#### [How to complete this task]
Your task is to copy every line below that contains the word "sync".
* * * * * * *
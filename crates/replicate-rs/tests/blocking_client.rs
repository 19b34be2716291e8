//! Blocking client against a scripted local server.

mod common;

use std::sync::Arc;
use std::sync::atomic::{AtomicUsize, Ordering};

use common::{MockServer, Reply, failed_prediction, fast_retry, prediction};
use replicate_rs::blocking::Client;
use replicate_rs::{ClientConfig, CreatePrediction, Cursor, Error, EventType, Status, Transport};
use serde_json::{Value, json};

fn client(server: &MockServer) -> Client {
    Client::new(server.config()).unwrap()
}

// ── Retry transport ────────────────────────────────────────────────

#[test]
fn transient_status_is_retried_until_success() {
    let server = MockServer::start();
    server
        .on("GET", "/v1/predictions/p1", Reply::status(503))
        .on("GET", "/v1/predictions/p1", Reply::status(503))
        .on("GET", "/v1/predictions/p1", Reply::ok(prediction(server.url(), "p1", "starting", Value::Null)));

    let p = client(&server).predictions().get("p1").unwrap();
    assert_eq!(p.status, Status::Starting);
    assert_eq!(server.hits("GET", "/v1/predictions/p1"), 3);
}

#[test]
fn exhausted_retries_surface_the_last_status() {
    let server = MockServer::start();
    server.on("GET", "/v1/predictions/p1", Reply::status(503));
    let client = Client::new(server.config().with_retry(fast_retry(3))).unwrap();

    let err = client.predictions().get("p1").unwrap_err();
    assert_eq!(err.status().map(|s| s.as_u16()), Some(503));
    assert_eq!(server.hits("GET", "/v1/predictions/p1"), 3);
}

#[test]
fn create_is_not_retried_on_server_error() {
    let server = MockServer::start();
    server.on("POST", "/v1/predictions", Reply::status(503));

    let err = client(&server)
        .predictions()
        .create(CreatePrediction::new(json!({})).with_version("v1"))
        .unwrap_err();
    assert!(matches!(err, Error::Api(ref api) if api.status == 503), "{err:?}");
    assert_eq!(server.hits("POST", "/v1/predictions"), 1);
}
* * * * * * *
#### [Response area]
use std::sync::Arc;
use std::sync::atomic::{AtomicUsize, Ordering};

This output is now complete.